Hay ciudades que tienen una capacidad especial (una suerte de gen amartillado en su ADN) para afrontar el desafío de los grandes eventos y Barcelona, sin duda, es una de ellas. Un par, se dice pronto, de Expos Universales; unos Juegos Olímpicos que la pusieron en el mapa y de cuyo capital simbólico aún percibe intereses; un dale que te pego, ahora, de manifestaciones monstruosas con las que año tras año, cada Once de Septiembre, aspira a hacer Historia o, cuando menos, a hacerse con un puesto en ese club de desquiciados que conforman el Libro de los Récords. Pocos recuerdan, sin embargo, una ocasión realmente excepcional en la que tanto Barcelona como los barceloneses dejaron a medio mundo estupefacto y boquiabierto al otro medio.
Con el Congreso Eucarístico de 1952, la diplomacia vaticana contribuyó a romper el cerco del régimen franquista por parte de Occidente y España, agradecida, supo poner de manifiesto que, aunque el condumio escaseara, la espiritualidad se sostenía contra viento y marea. Aquello fue, en efecto, un piadoso Cafarnaúm, una babel asotanada, un beaterio sin fronteras. Una versión terrícola de la Jerusalén celeste en la que llovían las hostias consagradas y las flamígeras arengas del arzobispo Spellman: "O comunión, o comunismo. No existe otra elección en estos tiempos". Tal es a grandes rasgos y a brochazos someros, el relato canónico de unas jornadas arcangélicas que acabarían siendo echadas al olvido y desde entonces son pasto del silencio.
No obstante, dejaron huella. En los anales literarios (de Mendoza a Barral pasando por Gil de Biedma) se puede escuchar el eco que la avalancha comulgante estampilló en ciertas conciencias. Y en todas -ralea impura, fornicadores irredentos- lo que perdura de esos días es el feroz destierro que las autoridades competentes impusieron al gremio de las hermanas de pecar sin distinción de clases, prestigios o abolengos. Nunca estuvo tan limpio el barrio chino, nunca los ojos estuvieron tan huérfanos.
"Mutatis mutandi" -que es mucho, por supuesto- la singular purga de hetairas con que se adecentó el pío Congreso en algo se parece a esos safaris de corruptos que hoy montan los partidos cuando las urnas les acechan. Nada, o poco, ha cambiado. Sin novedad en el frente. Hoy, al igual que ayer, importa salvar la cara, el sueldo y la encomienda. Así se comprende que, de pronto, los mudos se hagan lenguas exigiendo cabezas y los ciegos descubran la visión periférica.

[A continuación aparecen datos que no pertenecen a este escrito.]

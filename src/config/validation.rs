use crate::config::types::{Config, CrawlerConfig, HttpConfig, OutputConfig};
use crate::ConfigError;

/// Validates the entire configuration
pub fn validate(config: &Config) -> Result<(), ConfigError> {
    validate_crawler_config(&config.crawler)?;
    validate_http_config(&config.http)?;
    validate_output_config(&config.output)?;
    Ok(())
}

/// Validates crawler configuration
pub(crate) fn validate_crawler_config(config: &CrawlerConfig) -> Result<(), ConfigError> {
    if config.max_workers < 1 || config.max_workers > 500 {
        return Err(ConfigError::Validation(format!(
            "max_workers must be between 1 and 500, got {}",
            config.max_workers
        )));
    }

    if config.max_retries > 10 {
        return Err(ConfigError::Validation(format!(
            "max_retries must be <= 10, got {}",
            config.max_retries
        )));
    }

    if config.request_timeout == 0 {
        return Err(ConfigError::Validation(
            "request_timeout must be at least 1 second".to_string(),
        ));
    }

    if config.max_repeated_segments < 1 {
        return Err(ConfigError::Validation(
            "max_repeated_segments must be >= 1".to_string(),
        ));
    }

    if config.stats_interval == 0 {
        return Err(ConfigError::Validation(
            "stats_interval must be at least 1 second".to_string(),
        ));
    }

    Ok(())
}

/// Validates HTTP session configuration
fn validate_http_config(config: &HttpConfig) -> Result<(), ConfigError> {
    if config.user_agent.trim().is_empty() {
        return Err(ConfigError::Validation(
            "user_agent cannot be empty".to_string(),
        ));
    }

    if config.fetcher_pool_cap < 1 {
        return Err(ConfigError::Validation(format!(
            "fetcher_pool_cap must be >= 1, got {}",
            config.fetcher_pool_cap
        )));
    }

    Ok(())
}

/// Validates output configuration
fn validate_output_config(config: &OutputConfig) -> Result<(), ConfigError> {
    if config.database_path.is_empty() {
        return Err(ConfigError::Validation(
            "database_path cannot be empty".to_string(),
        ));
    }

    if config.content_dir.is_empty() {
        return Err(ConfigError::Validation(
            "content_dir cannot be empty".to_string(),
        ));
    }

    Ok(())
}
// src/handlers/questions.rs

use axum::{
    Extension, Json,
    extract::{Path, State, rejection::JsonRejection},
    http::StatusCode,
    response::IntoResponse,
};
use serde_json::json;

use crate::{
    error::AppError,
    models::question::{CreateQuestionRequest, UpdateQuestionRequest},
    services::QuestionService,
    utils::jwt::Claims,
};

/// Lists the questions of an exam topic owned by the current instructor,
/// with quota counters.
pub async fn list_questions(
    State(service): State<QuestionService>,
    Extension(claims): Extension<Claims>,
    Path((exam_id, topic_id)): Path<(i64, i64)>,
) -> Result<impl IntoResponse, AppError> {
    let list = service.list(exam_id, topic_id, claims.user_id()?).await?;
    Ok(Json(list))
}

/// Creates a question with its choices.
///
/// The exam topic is taken from the body; it must be owned by the caller and
/// still have quota left.
pub async fn create_question(
    State(service): State<QuestionService>,
    Extension(claims): Extension<Claims>,
    Path((exam_id, _topic_id)): Path<(i64, i64)>,
    payload: Result<Json<CreateQuestionRequest>, JsonRejection>,
) -> Result<impl IntoResponse, AppError> {
    let Json(payload) = payload?;
    let created = service.create(exam_id, payload, claims.user_id()?).await?;
    Ok((StatusCode::CREATED, Json(created)))
}

/// Retrieves a single question with decrypted content.
pub async fn get_question(
    State(service): State<QuestionService>,
    Extension(claims): Extension<Claims>,
    Path((exam_id, _topic_id, question_id)): Path<(i64, i64, i64)>,
) -> Result<impl IntoResponse, AppError> {
    let question = service.get(exam_id, question_id, claims.user_id()?).await?;
    Ok(Json(question))
}

/// Replaces a question and reconciles its choices.
pub async fn update_question(
    State(service): State<QuestionService>,
    Extension(claims): Extension<Claims>,
    Path((exam_id, _topic_id, question_id)): Path<(i64, i64, i64)>,
    payload: Result<Json<UpdateQuestionRequest>, JsonRejection>,
) -> Result<impl IntoResponse, AppError> {
    let Json(payload) = payload?;
    let updated = service
        .update(exam_id, question_id, payload, claims.user_id()?)
        .await?;
    Ok(Json(updated))
}

/// Deletes a question and its choices.
pub async fn delete_question(
    State(service): State<QuestionService>,
    Extension(claims): Extension<Claims>,
    Path((exam_id, _topic_id, question_id)): Path<(i64, i64, i64)>,
) -> Result<impl IntoResponse, AppError> {
    service.delete(exam_id, question_id, claims.user_id()?).await?;
    Ok(Json(json!({ "message": "Deleted successfully." })))
}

A diestra y a siniestra se destapan entuertos; a diestra y a siniestra se dan golpes de pecho; a diestra y a siniestra un turbión de conversos jura (o promete) que ceñirán sus carnes con el cilicio de la trasparencia. ¿Y luego? La carne es débil y contra las tentaciones del poder no existe más vacuna que resignarse a no ejercerlo. O sea, lo de siempre: una vez que los fieles hayan cumplimentado el santo sacramento de la papeleta, las izas, las rabizas y las colipoterras volverán a emboscarse en las mismas aceras.
El Congreso Eucarístico versión 3.0. O comunión, o comunismo. Vade retro, Podemos.